Disruption trumps cost in the public sector

Rimini Street Australia Pty Limited

By Daniel Benad, group vice president and regional general manager, Oceania, Rimini Street
Thursday, 07 April, 2022

Disruption trumps cost in the public sector

Government agencies across Australia are investing heavily into digital transformation initiatives and modernising their IT systems. Often these investments are done on top of BAU budgets, so little consideration is given to the costs of the implementation or the upgrade.

However, cost is seemingly less of a consideration with government agencies than ever before, with digital transformation initiatives being part and parcel of many state and federal budgets. For instance, almost half of the $1.2bn allocated as part of the federal government’s digital economy strategy — released in May last year — was to be allocated to improve “the way Australians use government services online”.

The public purse is apparently full these days when it comes to transformative IT spend.

However, while financial cost may not be as much of a consideration as it used to be, cost of resources is now one of the key considerations for IT teams, which are often charged with advising procurement teams which opportunities to pursue. For major projects, disruption is now stopping many vendors at the gate, particularly when it comes to enterprise software systems.

First, there is the resource cost of implementation. No environment is equal, and each organisation will have its own challenges with any major implementation. However, if it goes wrong, it can be extremely disruptive.

The cost of disruption

In 2019, Queensland Health upgraded its 22-year-old SAP suite — known as the finance and materials management information system (FAMMIS) — to the modernised S/4HANA.

According to a report from the Queensland Audit Office on the implementation of Queensland Health’s new platform, there were several delays and “an extra $33.5 million was spent to go live and to provide heightened support to entities over the four-month hypercare and transition period”.

Once the new system went live problems began to emerge, and that led to an issue where “$540 million of vendor invoices were paid late”. Other issues included staff struggling with new system processes, such as how the new system measured quantity, which caused delays or errors in ordering according to the report. It also found that other staff bypassed the system and made orders using manual workarounds.

“Between go-live [August 2019] and mid-April 2020, the Queensland Health S/4HANA support team logged 29 high-urgency, high-impact system incidents with SAP that had a number of different impacts, including an inability to access the system on eight occasions,” the report found.

It’s not the cost involved which is anathema to many agencies; it’s this level of disruption. So, these agencies take a good look at their current system, which does exactly what they need to do, and ask themselves “why would I put our agency at risk of day-to-day disruption?”

That said, many agencies simply don’t want to move. They see the value in an upgrade as low and the potential cost in time as a pain point they’d rather avoid. Simply put, if they don’t upgrade, they’re able to do other things. They know that an upgrade of an enterprise software platform or an ERP, in and of itself, is not necessarily a digital transformation initiative. There are benefits to an upgrade, sure, but they conclude that the benefits are outweighed by the cost of the upgrade and the time needed to implement it.
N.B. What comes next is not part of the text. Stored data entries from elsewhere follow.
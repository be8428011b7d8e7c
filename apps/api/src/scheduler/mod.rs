//! Daily Strategy Scheduler: a weekly rotation of targeted searches pushed
//! through the scraper into the Job Store, followed by retention pruning.
//!
//! A cycle never fails as a whole. Every problem is logged and counted in
//! the `CycleReport`; re-running a cycle only re-spends budgeted quota.

use std::sync::Arc;
use std::time::Duration;

use chrono::Weekday;
use serde::Serialize;
use tracing::{info, info_span, warn, Instrument};
use uuid::Uuid;

use crate::clock::Clock;
use crate::scraper::{FallbackScraper, SearchSource};
use crate::store::{JobStore, UpsertOutcome};

#[derive(Debug, Clone, Copy, PartialEq, Eq, Serialize)]
pub struct SearchTarget {
    pub query: &'static str,
    pub location: &'static str,
    pub count: usize,
}

const fn target(query: &'static str, location: &'static str, count: usize) -> SearchTarget {
    SearchTarget {
        query,
        location,
        count,
    }
}

const MONDAY: &[SearchTarget] = &[
    target("software engineer", "Cairo, Egypt", 20),
    target("backend developer", "Lagos, Nigeria", 20),
    target("python developer", "Remote", 20),
];
const TUESDAY: &[SearchTarget] = &[
    target("data analyst", "Dubai, United Arab Emirates", 20),
    target("data scientist", "Nairobi, Kenya", 20),
];
const WEDNESDAY: &[SearchTarget] = &[
    target("frontend developer", "Riyadh, Saudi Arabia", 20),
    target("mobile developer", "Accra, Ghana", 20),
    target("react developer", "Remote", 20),
];
const THURSDAY: &[SearchTarget] = &[
    target("devops engineer", "Casablanca, Morocco", 15),
    target("cloud engineer", "Johannesburg, South Africa", 15),
    target("site reliability engineer", "Remote", 15),
    target("network engineer", "Amman, Jordan", 15),
];
const FRIDAY: &[SearchTarget] = &[
    target("product manager", "Doha, Qatar", 15),
    target("project manager", "Kigali, Rwanda", 15),
];
const SATURDAY: &[SearchTarget] = &[
    target("full stack developer", "Remote", 20),
    target("ui ux designer", "Tunis, Tunisia", 15),
    target("qa engineer", "Addis Ababa, Ethiopia", 15),
];
const SUNDAY: &[SearchTarget] = &[
    target("machine learning engineer", "Remote", 20),
    target("it support", "Kampala, Uganda", 15),
    target("cybersecurity analyst", "Kuwait City, Kuwait", 15),
];

/// The fixed searches assigned to a weekday.
pub fn rotation_for(weekday: Weekday) -> &'static [SearchTarget] {
    match weekday {
        Weekday::Mon => MONDAY,
        Weekday::Tue => TUESDAY,
        Weekday::Wed => WEDNESDAY,
        Weekday::Thu => THURSDAY,
        Weekday::Fri => FRIDAY,
        Weekday::Sat => SATURDAY,
        Weekday::Sun => SUNDAY,
    }
}

#[derive(Debug, Clone, Serialize)]
pub struct CycleReport {
    pub run_id: Uuid,
    pub weekday: String,
    pub searches: usize,
    pub jobs_scraped: usize,
    pub jobs_inserted: usize,
    pub jobs_updated: usize,
    pub store_errors: usize,
    /// Sources that answered, in search order. Repeats are kept.
    pub sources: Vec<String>,
    pub fallback_searches: usize,
    pub pruned: u64,
    pub duration_ms: u64,
}

impl CycleReport {
    pub fn jobs_stored(&self) -> usize {
        self.jobs_inserted + self.jobs_updated
    }
}

pub struct DailyStrategyScheduler {
    scraper: Arc<FallbackScraper>,
    store: Arc<dyn JobStore>,
    clock: Arc<dyn Clock>,
    delay: Duration,
    retention_days: i64,
}

impl DailyStrategyScheduler {
    pub fn new(
        scraper: Arc<FallbackScraper>,
        store: Arc<dyn JobStore>,
        clock: Arc<dyn Clock>,
        delay: Duration,
        retention_days: i64,
    ) -> Self {
        Self {
            scraper,
            store,
            clock,
            delay,
            retention_days,
        }
    }

    pub async fn run_daily_cycle(&self, weekday: Weekday) -> CycleReport {
        let run_id = Uuid::new_v4();
        let span = info_span!("daily_cycle", %run_id, weekday = ?weekday);
        self.run_cycle(run_id, weekday).instrument(span).await
    }

    async fn run_cycle(&self, run_id: Uuid, weekday: Weekday) -> CycleReport {
        let started = tokio::time::Instant::now();
        let targets = rotation_for(weekday);
        let mut report = CycleReport {
            run_id,
            weekday: format!("{weekday:?}"),
            searches: targets.len(),
            jobs_scraped: 0,
            jobs_inserted: 0,
            jobs_updated: 0,
            store_errors: 0,
            sources: Vec::new(),
            fallback_searches: 0,
            pruned: 0,
            duration_ms: 0,
        };

        info!("Starting daily cycle with {} searches", targets.len());

        for (i, t) in targets.iter().enumerate() {
            if i > 0 {
                tokio::time::sleep(self.delay).await;
            }

            let outcome = self.scraper.search(t.query, t.location, t.count).await;
            match &outcome.source {
                SearchSource::Fallback => {
                    report.fallback_searches += 1;
                    report.sources.push("fallback".to_string());
                    warn!("'{}' in '{}': no live provider, nothing stored", t.query, t.location);
                    continue;
                }
                SearchSource::Cache => report.sources.push("cache".to_string()),
                SearchSource::Provider(name) => report.sources.push(name.clone()),
            }

            report.jobs_scraped += outcome.jobs.len();
            for job in &outcome.jobs {
                match self.store.upsert(job).await {
                    Ok(UpsertOutcome::Inserted) => report.jobs_inserted += 1,
                    Ok(UpsertOutcome::Updated) => report.jobs_updated += 1,
                    Err(e) => {
                        report.store_errors += 1;
                        warn!("Failed to store {}: {e}", job.job_id);
                    }
                }
            }
        }

        match self
            .store
            .prune_older_than(self.retention_days, self.clock.now())
            .await
        {
            Ok(pruned) => report.pruned = pruned,
            Err(e) => {
                report.store_errors += 1;
                warn!("Retention pruning failed: {e}");
            }
        }

        report.duration_ms = started.elapsed().as_millis() as u64;
        info!(
            jobs_scraped = report.jobs_scraped,
            jobs_stored = report.jobs_stored(),
            store_errors = report.store_errors,
            pruned = report.pruned,
            duration_ms = report.duration_ms,
            "Daily cycle finished; sources: {}",
            report.sources.join(", ")
        );
        report
    }
}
Thankfully, there are a number of ways agencies can avoid the upgrade altogether.

Take a look around: open-source alternatives and third-party maintenance

Rather than undertake a complete upgrade, BreastScreen Victoria chose to maintain its current system — moving to a model of third-party support and maintenance of its Oracle platform. This meant the organisation could undertake other high-value initiatives such as a data centre migration. Furthermore, it was able to do this despite increased demand for services and without the need to add more internal IT staff to meet that increased demand.

Another option is to simply look around, with better low-cost options or open-source alternatives beginning to emerge. Rather than make a full reset, some organisations can choose to migrate some aspects of the platform to these alternatives and take a piece-by-piece approach to the reset.

Platforms such as Oracle and SAP are no longer the only game in town; Oracle database, for instance, has open-source competition with the likes of PostgreSQL, which is not only low-cost, but doesn’t drain as many internal resources. And implementations can be done slowly, one by one, without disrupting the entire business by taking an ‘all or nothing’ approach to an expensive and time-consuming ERP upgrade.

When IT departments are charged with picking the best option for their agencies of the future, it’s worth looking at the entirety of the roadmap and whether a massive migration to a new big-ticket ERP or enterprise software platform works for them.

For some, it may, but for many the cost of doing business isn’t the sticker price but the cost to their time. Disruption to BAU is now often what agencies are considering as the swing vote in any system modernisation initiative.